In [1]:
from urllib.request import urlopen
import numpy as np

response = urlopen('''https://www.gutenberg.org/cache/epub/10834/pg10834.txt''')  # insects

PARAGRAPH_SPLITTER = '\r\n\r\n'

text = response.read().decode()

text = text[text.index("***START OF THE PROJECT GUTENBERG") :text.index("***END OF THE PROJECT GUTENBERG")]

documents = text.split(PARAGRAPH_SPLITTER)

documents = list(filter(lambda x: len(x) > 25, documents))

def preprocess(s):
    return s.strip()

documents =  list(map(preprocess, documents))

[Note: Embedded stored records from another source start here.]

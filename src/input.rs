use std::collections::HashSet;

use macroquad::input::{get_keys_down, KeyCode};

/// Keyboard state for the current and the previous frame. The entry point
/// owns the single instance and rotates it once per frame after render.
#[derive(Default)]
pub struct InputManager {
    current: HashSet<KeyCode>,
    previous: HashSet<KeyCode>,
}

impl InputManager {
    pub fn new() -> Self {
        Self::default()
    }

    /// Snapshot the keys held right now.
    pub fn poll(&mut self) {
        self.record(get_keys_down());
    }

    pub fn record(&mut self, keys: HashSet<KeyCode>) {
        self.current = keys;
    }

    pub fn is_key_down(&self, key: KeyCode) -> bool {
        self.current.contains(&key)
    }

    /// Edge test: down this frame, up the previous one.
    pub fn is_key_pressed(&self, key: KeyCode) -> bool {
        self.current.contains(&key) && !self.previous.contains(&key)
    }

    /// previous <- current; call once the frame has been rendered.
    pub fn end_frame(&mut self) {
        self.previous = self.current.clone();
    }
}

#[cfg(test)]
mod tests {
    use super::*;

    fn keys(list: &[KeyCode]) -> HashSet<KeyCode> {
        list.iter().copied().collect()
    }

    #[test]
    fn fresh_key_is_both_down_and_pressed() {
        let mut input = InputManager::new();
        input.record(keys(&[KeyCode::Space]));

        assert!(input.is_key_down(KeyCode::Space));
        assert!(input.is_key_pressed(KeyCode::Space));
        assert!(!input.is_key_down(KeyCode::Enter));
    }

    #[test]
    fn held_key_stops_reading_as_pressed_after_rotation() {
        let mut input = InputManager::new();
        input.record(keys(&[KeyCode::Space]));
        input.end_frame();
        input.record(keys(&[KeyCode::Space]));

        assert!(input.is_key_down(KeyCode::Space));
        assert!(!input.is_key_pressed(KeyCode::Space));
    }

    #[test]
    fn released_and_repressed_key_reads_as_pressed_again() {
        let mut input = InputManager::new();
        input.record(keys(&[KeyCode::Space]));
        input.end_frame();
        input.record(keys(&[]));
        input.end_frame();
        input.record(keys(&[KeyCode::Space]));

        assert!(input.is_key_pressed(KeyCode::Space));
    }
}
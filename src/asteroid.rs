use macroquad::color::Color;

use crate::draw;
use crate::space_object::SpaceObject;

/// A drifting rock. It only moves and draws itself; splitting and scoring
/// are resolved by the game when a bullet connects.
pub struct Asteroid {
    pub obj: SpaceObject,
    pub color: Color,
}

impl Asteroid {
    pub fn new(obj: SpaceObject, color: Color) -> Self {
        Self { obj, color }
    }

    pub fn update(&mut self, dt: f32) {
        self.obj.integrate(dt);
    }

    pub fn render(&self) {
        draw::draw_circle_fill(self.obj.position, self.obj.size, self.color);
    }
}

#[cfg(test)]
mod tests {
    use super::*;
    use macroquad::color::YELLOW;
    use macroquad::math::vec2;

    #[test]
    fn update_drifts_along_velocity() {
        let mut asteroid = Asteroid::new(
            SpaceObject::new(vec2(75.0, 450.0), vec2(8.0, -6.0), 0.5, 48.0),
            YELLOW,
        );
        asteroid.update(1.0);
        assert_eq!(asteroid.obj.position, vec2(83.0, 444.0));
    }
}
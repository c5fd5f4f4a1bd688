pub const WINDOW_TITLE: &str = "Space Rocks";

pub const SCREEN_WIDTH: f32 = 800.0;
pub const SCREEN_HEIGHT: f32 = 600.0;

// longest simulation step the game will integrate; anything above this
// (debugger stop, OS stutter) is treated as a 50 ms frame
pub const MAX_DELTA_TIME: f32 = 0.05;

pub const SHIP_SPAWN_X: f32 = 400.0;
pub const SHIP_SPAWN_Y: f32 = 500.0;
pub const SHIP_SIZE: f32 = 16.0;
pub const SHIP_ACCELERATION: f32 = 160.0;
pub const SHIP_ROTATION_SPEED: f32 = 4.0;
// fraction of velocity shed per second while coasting
pub const SHIP_DRAG: f32 = 0.4;

pub const BULLET_SPEED: f32 = 320.0;
pub const BULLET_SIZE: f32 = 2.0;
pub const BULLET_LIFE_SPAN: f32 = 2.0;

// rocks above the threshold break in two, the rest just vaporize
pub const ASTEROID_SPLIT_THRESHOLD: f32 = 48.0;
pub const ASTEROID_SPLIT_CHILDREN: u32 = 2;
pub const ASTEROID_SPLIT_SPEED_SCALE: f32 = 1.5;
pub const SCORE_LARGE_ASTEROID: u32 = 50;
pub const SCORE_SMALL_ASTEROID: u32 = 100;

// ship wireframe in local space, nose up at rotation zero
pub const SHIP_MODEL: &[(f32, f32)] = &[
    (0.0, -1.0),
    (0.65, 0.8),
    (0.0, 0.45),
    (-0.65, 0.8),
];

// opening field layout: (x, y, vx, vy, rotation, size)
pub const INITIAL_ASTEROIDS: &[(f32, f32, f32, f32, f32, f32)] = &[
    (75.0, 450.0, 8.0, -6.0, 0.5, 48.0),
    (75.0, 250.0, 8.0, -6.0, 0.5, 48.0),
    (185.0, 225.0, 8.0, -6.0, 0.5, 48.0),
    (300.0, 100.0, 8.0, -6.0, 0.5, 96.0),
    (600.0, 130.0, 8.0, -6.0, 0.5, 96.0),
    (300.0, 400.0, 8.0, -6.0, 0.5, 96.0),
    (600.0, 400.0, 8.0, -6.0, 0.5, 96.0),
];

pub const ASSETS_DIR: &str = "assets";
pub const FONT_PATH: &str = "assets/fonts/DejaVuSans.ttf";

pub const HUD_FONT_SIZE: u16 = 24;
pub const BANNER_FONT_SIZE: u16 = 26;
pub const PROMPT_FONT_SIZE: u16 = 20;

pub const DEAD_TEXT: &str = "You Are DEAD!";
pub const WIN_TEXT: &str = "Field Cleared!";
pub const RESTART_TEXT: &str = "Press enter to Restart or escape to exit.";

pub const DEAD_TEXT_POSITION: (f32, f32) = (300.0, 250.0);
pub const WIN_TEXT_POSITION: (f32, f32) = (330.0, 250.0);
pub const RESTART_TEXT_POSITION: (f32, f32) = (150.0, 300.0);
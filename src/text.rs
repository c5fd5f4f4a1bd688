use macroquad::color::Color;
use macroquad::math::{vec2, Vec2};
use macroquad::text::{draw_text_ex, measure_text, Font, TextParams};

/// A HUD string with its font, size and color. The string can be swapped
/// every frame (FPS counter, score); drawing addresses the text baseline.
pub struct TextRenderer {
    text: String,
    font: Option<Font>,
    font_size: u16,
    color: Color,
}

impl TextRenderer {
    pub fn new(text: impl Into<String>, font: Option<Font>, font_size: u16, color: Color) -> Self {
        Self {
            text: text.into(),
            font,
            font_size,
            color,
        }
    }

    pub fn update_text(&mut self, text: impl Into<String>) {
        self.text = text.into();
    }

    pub fn text(&self) -> &str {
        &self.text
    }

    pub fn text_size(&self) -> Vec2 {
        let dims = measure_text(&self.text, self.font.as_ref(), self.font_size, 1.0);
        vec2(dims.width, dims.height)
    }

    pub fn draw(&self, position: Vec2) {
        draw_text_ex(
            &self.text,
            position.x,
            position.y,
            TextParams {
                font: self.font.as_ref(),
                font_size: self.font_size,
                color: self.color,
                ..Default::default()
            },
        );
    }
}
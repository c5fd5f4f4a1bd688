use thiserror::Error;

/// Fatal start-up failures, one variant per subsystem. Anything that can go
/// wrong after initialization either cannot fail or degrades in place (a
/// broken sound asset only disables its effect).
#[derive(Debug, Error)]
pub enum InitError {
    #[error("asset directory `{path}` is missing")]
    Assets { path: String },

    #[error("failed to load font `{path}`: {message}")]
    Font { path: String, message: String },
}

#[cfg(test)]
mod tests {
    use super::*;

    #[test]
    fn errors_name_the_failing_subsystem() {
        let err = InitError::Assets {
            path: "assets".to_owned(),
        };
        assert_eq!(err.to_string(), "asset directory `assets` is missing");

        let err = InitError::Font {
            path: "assets/fonts/DejaVuSans.ttf".to_owned(),
            message: "no such file".to_owned(),
        };
        assert!(err.to_string().contains("DejaVuSans.ttf"));
        assert!(err.to_string().contains("no such file"));
    }
}
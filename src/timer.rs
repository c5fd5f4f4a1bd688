use std::time::Instant;

/// Wall-clock millisecond counter the game derives its delta time from.
pub struct Timer {
    started_at: Instant,
}

impl Timer {
    pub fn start() -> Self {
        Self {
            started_at: Instant::now(),
        }
    }

    pub fn peek_milliseconds(&self) -> u64 {
        self.started_at.elapsed().as_millis() as u64
    }
}

#[cfg(test)]
mod tests {
    use super::*;
    use std::thread::sleep;
    use std::time::Duration;

    #[test]
    fn freshly_started_timer_reads_near_zero() {
        let timer = Timer::start();
        assert!(timer.peek_milliseconds() < 100);
    }

    #[test]
    fn peek_is_monotonic() {
        let timer = Timer::start();
        let first = timer.peek_milliseconds();
        sleep(Duration::from_millis(15));
        let second = timer.peek_milliseconds();
        assert!(second >= first + 10);
    }
}
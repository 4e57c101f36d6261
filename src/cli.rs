use std::path::PathBuf;

use clap::Parser;

#[derive(Parser, Debug)]
#[command(name = "jrnlsite", version)]
#[command(
    about = "Render a jrnl journal as a static page",
    long_about = "jrnlsite pipes the entries of a jrnl-compatible journal through a minijinja\n\
template and writes the result to a single output file. Entries are fetched from\n\
the external journal tool as JSON, merged with a configuration object, and exposed\n\
to the template together with a small set of text filters."
)]
pub struct Cli {
    #[arg(
        short,
        long,
        help = "Template file to use to build the output",
        long_help = "Path to the minijinja template that produces the output document. Sibling files\nin the same directory are available to {% include %} and {% extends %}."
    )]
    pub template: PathBuf,
    #[arg(
        short,
        long,
        help = "Output file to write to",
        long_help = "Destination path for the rendered document. Missing parent directories are\ncreated; an existing file is overwritten."
    )]
    pub output: PathBuf,
    #[arg(
        short = 'x',
        long,
        default_value_t = -1,
        allow_hyphen_values = true,
        help = "Maximum number of journal items to render",
        long_help = "Exposed to templates as config.cutoff. Overrides any cutoff value from the\nconfiguration file; -1 leaves the item count unlimited."
    )]
    pub cutoff: i64,
    #[arg(
        short,
        long,
        help = "JSON configuration file for building your journal",
        long_help = "Path to a JSON configuration file. When omitted, the built-in defaults are\nused instead."
    )]
    pub config: Option<PathBuf>,
    #[arg(
        short,
        long,
        help = "Print progress information while rendering",
        long_help = "Show which pipeline stages run: configuration, journal fetch, render, write."
    )]
    pub verbose: bool,
}

impl Cli {
    pub fn build() -> Self {
        <Self as Parser>::parse()
    }
}
mod cli;
mod commands;
mod config;
mod journal;
mod markdown;
mod output;
mod template;

fn main() {
    let app = cli::Cli::build();
    let outcome = commands::run(app);

    if let Err(problem) = outcome {
        eprintln!("{problem:?}");
        std::process::exit(1);
    }
}
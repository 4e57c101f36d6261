mod render;

use anyhow::Result;

use crate::cli::Cli;

pub fn run(cli: Cli) -> Result<()> {
    render::run_render_command(cli)
}
use minijinja::value::Value;
use minijinja::{Environment, Error, ErrorKind};
use time::format_description::modifier::{
    Day, Hour, Minute, Month, MonthRepr, OffsetHour, OffsetMinute, Padding, Period, Second,
    Weekday, WeekdayRepr, Year, YearRepr,
};
use time::format_description::{BorrowedFormatItem, Component, OwnedFormatItem};
use time::macros::format_description;
use time::{PrimitiveDateTime, UtcOffset};

use crate::markdown;

/// Shape jrnl uses for entry dates: no seconds, no embedded timezone.
const ENTRY_DATE_FORMAT: &[BorrowedFormatItem<'static>] =
    format_description!("[year]-[month]-[day] [hour]:[minute]");

pub(super) const DEFAULT_DATETIME_FORMAT: &str = "%a, %d %b %Y %H:%M:%S %z";
const DEFAULT_UTC_OFFSET: &str = "+0100";

pub(super) fn register(env: &mut Environment<'static>) {
    env.add_filter("datetime", datetime);
    env.add_filter("md2html", md2html);
    env.add_filter("tagstrip", tagstrip);
    env.add_filter("strip_markdown", strip_markdown);
}

/// Re-emits a journal timestamp using a strftime-style pattern. The input
/// carries no timezone of its own; `offset` supplies one before formatting.
fn datetime(value: Value, format: Option<String>, offset: Option<String>) -> Result<Value, Error> {
    let raw = value.as_str().ok_or_else(|| {
        Error::new(
            ErrorKind::InvalidOperation,
            "datetime filter expects a string input",
        )
    })?;

    let parsed = PrimitiveDateTime::parse(raw.trim(), ENTRY_DATE_FORMAT).map_err(|err| {
        Error::new(
            ErrorKind::InvalidOperation,
            format!("datetime filter expects 'YYYY-MM-DD HH:MM' dates; got '{raw}': {err}"),
        )
    })?;
    let offset = parse_offset(offset.as_deref().unwrap_or(DEFAULT_UTC_OFFSET))?;
    let stamped = parsed.assume_offset(offset);

    let items = translate_strftime(format.as_deref().unwrap_or(DEFAULT_DATETIME_FORMAT))?;
    let formatted = stamped.format(&items).map_err(|err| {
        Error::new(
            ErrorKind::InvalidOperation,
            format!("failed to format datetime: {err}"),
        )
    })?;

    Ok(Value::from(formatted))
}

/// Markdown to an HTML fragment, marked safe so autoescaping templates emit
/// it verbatim. The output is not sanitized.
fn md2html(value: &str) -> Value {
    Value::from_safe_string(markdown::render_markdown(value))
}

/// Removes the leading sigil from a tag string. Empty input stays empty.
fn tagstrip(value: &str) -> String {
    value.chars().skip(1).collect()
}

fn strip_markdown(value: &str) -> String {
    markdown::plain_text(value)
}

/// Accepts `+HHMM` (strftime `%z` style), `+HH:MM`, `+HH`, `UTC`, and `Z`.
fn parse_offset(value: &str) -> Result<UtcOffset, Error> {
    let trimmed = value.trim();
    if trimmed.eq_ignore_ascii_case("UTC") || trimmed.eq_ignore_ascii_case("Z") {
        return Ok(UtcOffset::UTC);
    }

    let invalid = |detail: &str| {
        Error::new(
            ErrorKind::InvalidOperation,
            format!("datetime filter offset '{value}' is invalid: {detail}"),
        )
    };

    let mut chars = trimmed.chars();
    let sign = match chars.next() {
        Some('+') => 1,
        Some('-') => -1,
        _ => return Err(invalid("expected a leading '+' or '-'")),
    };

    let digits = chars.as_str();
    let (hours_str, minutes_str) = match digits.split_once(':') {
        Some((hours, minutes)) => (hours, minutes),
        None if digits.len() == 4 => digits.split_at(2),
        None => (digits, "0"),
    };

    let hours: i8 = hours_str
        .parse()
        .map_err(|_| invalid("hour component is not a number"))?;
    let minutes: i8 = minutes_str
        .parse()
        .map_err(|_| invalid("minute component is not a number"))?;

    UtcOffset::from_hms(sign * hours, sign * minutes, 0).map_err(|_| invalid("out of range"))
}

/// Translates a strftime pattern into `time` format items. Composite codes
/// (%R, %T, %F) expand inline; unknown codes are render errors.
pub(super) fn translate_strftime(format: &str) -> Result<Vec<OwnedFormatItem>, Error> {
    let mut items = Vec::new();
    let mut literal: Vec<u8> = Vec::new();
    let mut chars = format.chars();

    fn flush(items: &mut Vec<OwnedFormatItem>, buf: &mut Vec<u8>) {
        if !buf.is_empty() {
            items.push(OwnedFormatItem::Literal(
                buf.drain(..).collect::<Vec<_>>().into_boxed_slice(),
            ));
        }
    }

    while let Some(ch) = chars.next() {
        if ch != '%' {
            literal.extend(ch.to_string().bytes());
            continue;
        }

        let Some(code) = chars.next() else {
            return Err(Error::new(
                ErrorKind::InvalidOperation,
                "datetime filter received a format with a dangling '%'",
            ));
        };

        if code == '%' {
            literal.push(b'%');
            continue;
        }

        flush(&mut items, &mut literal);

        let expansion: &[char] = match code {
            'R' => &['H', ':', 'M'],
            'T' => &['H', ':', 'M', ':', 'S'],
            'F' => &['Y', '-', 'm', '-', 'd'],
            _ => {
                items.push(component_for(code).ok_or_else(|| {
                    Error::new(
                        ErrorKind::InvalidOperation,
                        format!("datetime filter does not support %{code}"),
                    )
                })?);
                continue;
            }
        };

        for &piece in expansion {
            match component_for(piece) {
                Some(item) => items.push(item),
                None => {
                    literal.push(piece as u8);
                    flush(&mut items, &mut literal);
                }
            }
        }
    }

    flush(&mut items, &mut literal);

    if items.is_empty() {
        return Err(Error::new(
            ErrorKind::InvalidOperation,
            "datetime filter received an empty format",
        ));
    }

    Ok(items)
}

fn component_for(code: char) -> Option<OwnedFormatItem> {
    let component = match code {
        'Y' => Component::Year(Year::default()),
        'y' => {
            let mut year = Year::default();
            year.repr = YearRepr::LastTwo;
            Component::Year(year)
        }
        'm' => Component::Month(Month::default()),
        'b' => {
            let mut month = Month::default();
            month.repr = MonthRepr::Short;
            Component::Month(month)
        }
        'B' => {
            let mut month = Month::default();
            month.repr = MonthRepr::Long;
            Component::Month(month)
        }
        'd' => Component::Day(Day::default()),
        'e' => {
            let mut day = Day::default();
            day.padding = Padding::Space;
            Component::Day(day)
        }
        'H' => Component::Hour(Hour::default()),
        'I' => {
            let mut hour = Hour::default();
            hour.is_12_hour_clock = true;
            Component::Hour(hour)
        }
        'M' => Component::Minute(Minute::default()),
        'S' => Component::Second(Second::default()),
        'a' => {
            let mut weekday = Weekday::default();
            weekday.repr = WeekdayRepr::Short;
            Component::Weekday(weekday)
        }
        'A' => Component::Weekday(Weekday::default()),
        'p' => {
            let mut period = Period::default();
            period.is_uppercase = true;
            Component::Period(period)
        }
        'P' => {
            let mut period = Period::default();
            period.is_uppercase = false;
            Component::Period(period)
        }
        'z' => {
            let mut hour = OffsetHour::default();
            hour.sign_is_mandatory = true;
            return Some(OwnedFormatItem::Compound(Box::new([
                Component::OffsetHour(hour).into(),
                Component::OffsetMinute(OffsetMinute::default()).into(),
            ])));
        }
        _ => return None,
    };
    Some(component.into())
}
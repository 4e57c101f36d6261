use std::fs;
use std::path::Path;

use anyhow::{Context, Result};
use serde::{Deserialize, Serialize};
use serde_json::Value as JsonValue;

#[derive(Debug, Clone, Deserialize, Serialize, PartialEq)]
#[serde(default)]
pub struct Config {
    pub title: String,
    pub base_url: String,
    pub description: String,
    pub author: String,
    pub author_link: String,
    pub year: String,
    pub language: String,
    pub rss_language: String,
    pub cutoff: i64,
    pub journal_command: String,
    #[serde(flatten)]
    pub extra: serde_json::Map<String, JsonValue>,
}

impl Config {
    /// Loads JSON configuration from `path`, or returns the built-in
    /// defaults when no path was supplied. A missing or malformed file is
    /// fatal; absence of the flag is not.
    pub fn load(path: Option<&Path>) -> Result<Self> {
        let Some(path) = path else {
            return Ok(Self::default());
        };

        let raw = fs::read_to_string(path)
            .with_context(|| format!("failed to read config file {}", path.display()))?;
        let config: Config = serde_json::from_str(&raw)
            .with_context(|| format!("{}: invalid JSON", path.display()))?;
        Ok(config)
    }
}

impl Default for Config {
    fn default() -> Self {
        Self {
            title: "Ashley Robin's Journal".to_string(),
            base_url: "https://localhost".to_string(),
            description: "Write a bit about your website here.".to_string(),
            author: "Ashley Robin".to_string(),
            author_link: "https://localhost/arobin".to_string(),
            year: "2023".to_string(),
            language: "en".to_string(),
            rss_language: "en-gb".to_string(),
            cutoff: -1,
            journal_command: "jrnl".to_string(),
            extra: serde_json::Map::new(),
        }
    }
}
use std::path::Path;

use anyhow::Result;

use crate::cli::Cli;
use crate::config::Config;
use crate::journal::JournalCommand;
use crate::output::{strip_blank_lines, write_output};
use crate::template::render_document;

pub fn run_render_command(args: Cli) -> Result<()> {
    let config = load_configuration(args.config.as_deref(), args.cutoff)?;
    log_status(
        args.verbose,
        "CONFIG",
        match &args.config {
            Some(path) => format!("Loaded {}", path.display()),
            None => "Using built-in defaults".to_string(),
        },
    );

    let source = JournalCommand::new(&config.journal_command);
    log_status(
        args.verbose,
        "RENDER",
        format!("Rendering {}", args.template.display()),
    );
    let rendered = render_document(&args.template, &config, &source)?;

    let cleaned = strip_blank_lines(&rendered);
    write_output(&args.output, &cleaned)?;
    log_status(
        args.verbose,
        "DONE",
        format!("Wrote {}", args.output.display()),
    );

    Ok(())
}

fn load_configuration(path: Option<&Path>, cutoff: i64) -> Result<Config> {
    let mut config = Config::load(path)?;
    // The CLI value always wins, even at its -1 default.
    config.cutoff = cutoff;
    Ok(config)
}

fn log_status(enabled: bool, label: &str, message: impl AsRef<str>) {
    if enabled {
        println!("[{}] {}", label, message.as_ref());
    }
}
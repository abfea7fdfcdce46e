//! Field state for credential forms.

use std::collections::BTreeMap;

/// Plain field-to-value form state with replacement-only updates.
///
/// Setting a field replaces that field's value and nothing else; reading it back
/// immediately yields the value that was set. Used to collect sign-in and sign-up
/// input before handing it to the auth API.
#[derive(Clone, Debug, Default)]
pub struct FormState {
    fields: BTreeMap<String, String>,
}

impl FormState {
    pub fn new() -> Self {
        Self::default()
    }

    /// Replace the value of a single field, leaving every other field untouched.
    pub fn set_field(&mut self, name: &str, value: impl Into<String>) {
        self.fields.insert(name.to_string(), value.into());
    }

    pub fn field(&self, name: &str) -> Option<&str> {
        self.fields.get(name).map(String::as_str)
    }

    pub fn is_empty(&self) -> bool {
        self.fields.is_empty()
    }
}
//! HTTP client for the hosted platform backend.
//!
//! The backend exposes an auth plane (token grants, identity validation), a data plane
//! (tenant-scoped table reads/writes behind a uniform query interface), object storage,
//! and a health endpoint for connectivity probing. All wire-level concerns live here;
//! the service layer never builds requests by hand.

pub mod auth;
pub mod health;
pub mod storage;
pub mod table;

use crate::config::Config;
use crate::error::{api::ApiError, Error};
use crate::model::api::ApiErrorBody;

pub use auth::{AuthApi, Credentials};
pub use health::{Connectivity, HealthApi};
pub use storage::StorageApi;
pub use table::TableQuery;

/// Client for the hosted platform backend.
///
/// Cheap to clone; holds a shared connection pool.
#[derive(Clone, Debug)]
pub struct PlatformClient {
    http: reqwest::Client,
    base_url: String,
    api_key: String,
}

impl PlatformClient {
    pub fn new(base_url: impl Into<String>, api_key: impl Into<String>) -> Result<Self, Error> {
        let http = reqwest::Client::builder().build()?;

        Ok(Self {
            http,
            base_url: base_url.into().trim_end_matches('/').to_string(),
            api_key: api_key.into(),
        })
    }

    pub fn from_config(config: &Config) -> Result<Self, Error> {
        Self::new(&config.base_url, &config.api_key)
    }

    pub fn auth(&self) -> AuthApi<'_> {
        AuthApi::new(self)
    }

    /// Start a query against a data-plane table.
    pub fn table(&self, name: &str) -> TableQuery<'_> {
        TableQuery::new(self, name)
    }

    pub fn storage(&self) -> StorageApi<'_> {
        StorageApi::new(self)
    }

    pub fn health(&self) -> HealthApi<'_> {
        HealthApi::new(self)
    }

    pub(crate) fn http(&self) -> &reqwest::Client {
        &self.http
    }

    pub(crate) fn api_key(&self) -> &str {
        &self.api_key
    }

    pub(crate) fn endpoint(&self, path: &str) -> String {
        format!("{}{}", self.base_url, path)
    }
}

/// Reject non-success responses, classifying them into [`ApiError`].
///
/// 401/403 responses keep their status so the caller (and the retry classifier) can
/// recognize them as authentication failures.
pub(crate) async fn check_response(
    endpoint: &str,
    response: reqwest::Response,
) -> Result<reqwest::Response, Error> {
    let status = response.status();
    if status.is_success() {
        return Ok(response);
    }

    let message = match response.json::<ApiErrorBody>().await {
        Ok(body) => body.message(),
        Err(_) => status
            .canonical_reason()
            .unwrap_or("unknown error")
            .to_string(),
    };

    Err(ApiError::RequestFailed {
        endpoint: endpoint.to_string(),
        status: status.as_u16(),
        message,
    }
    .into())
}

/// Decode a successful response body, attributing failures to the endpoint.
pub(crate) async fn decode_json<T: serde::de::DeserializeOwned>(
    endpoint: &str,
    response: reqwest::Response,
) -> Result<T, Error> {
    let bytes = response.bytes().await?;

    serde_json::from_slice(&bytes).map_err(|err| {
        ApiError::Decode {
            endpoint: endpoint.to_string(),
            message: err.to_string(),
        }
        .into()
    })
}
/// Controller owning session acquisition, profile loading, liveness, and sign-out.
pub struct SessionBootstrap {
    api: PlatformClient,
    store: AuthStore,
    cache: Arc<dyn SessionCache>,
    config: BootstrapConfig,
    events: AuthEventBus,
    /// Bumped whenever the current session is superseded; in-flight fetches compare
    /// their epoch before writing so a sign-out always wins.
    epoch: AtomicU64,
    /// At-most-one-concurrent-handler guard for auth events.
    handler_busy: AtomicBool,
    last_validated: tokio::sync::Mutex<Option<Instant>>,
}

documents = np.array(documents)

print(f'There are {len(documents)} documents')


There are 50 documents


In [2]:
from random import sample, seed

seed(42)

sample(sorted(documents), 1)


["This cut shews the appearance of the worm, which at first is very small\r\nand black. Its food is the leaves of the white mulberry: as it grows in\r\nsize, at four different periods, it apparently sickens, and changes its\r\nskin, and finally, when full grown, it spins a ball of silk, called a\r\ncone, or cocoon, the thread of which is about three hundred yards long:\r\nin the centre of this ball the worm entombs itself, and experiences a\r\nchange to a state called an aurelia, or chrysallis, as seen below the\r\nball: from this aurelia, the moth that lays the eggs is hatched, and\r\nthus goes on the round of this animal's changes, or transmigrations."]

In [3]:
from sentence_transformers import SentenceTransformer, util

# a model pre-trained on an asymmetric semantic search task
sbert_model = SentenceTransformer('msmarco-distilbert-base-v4')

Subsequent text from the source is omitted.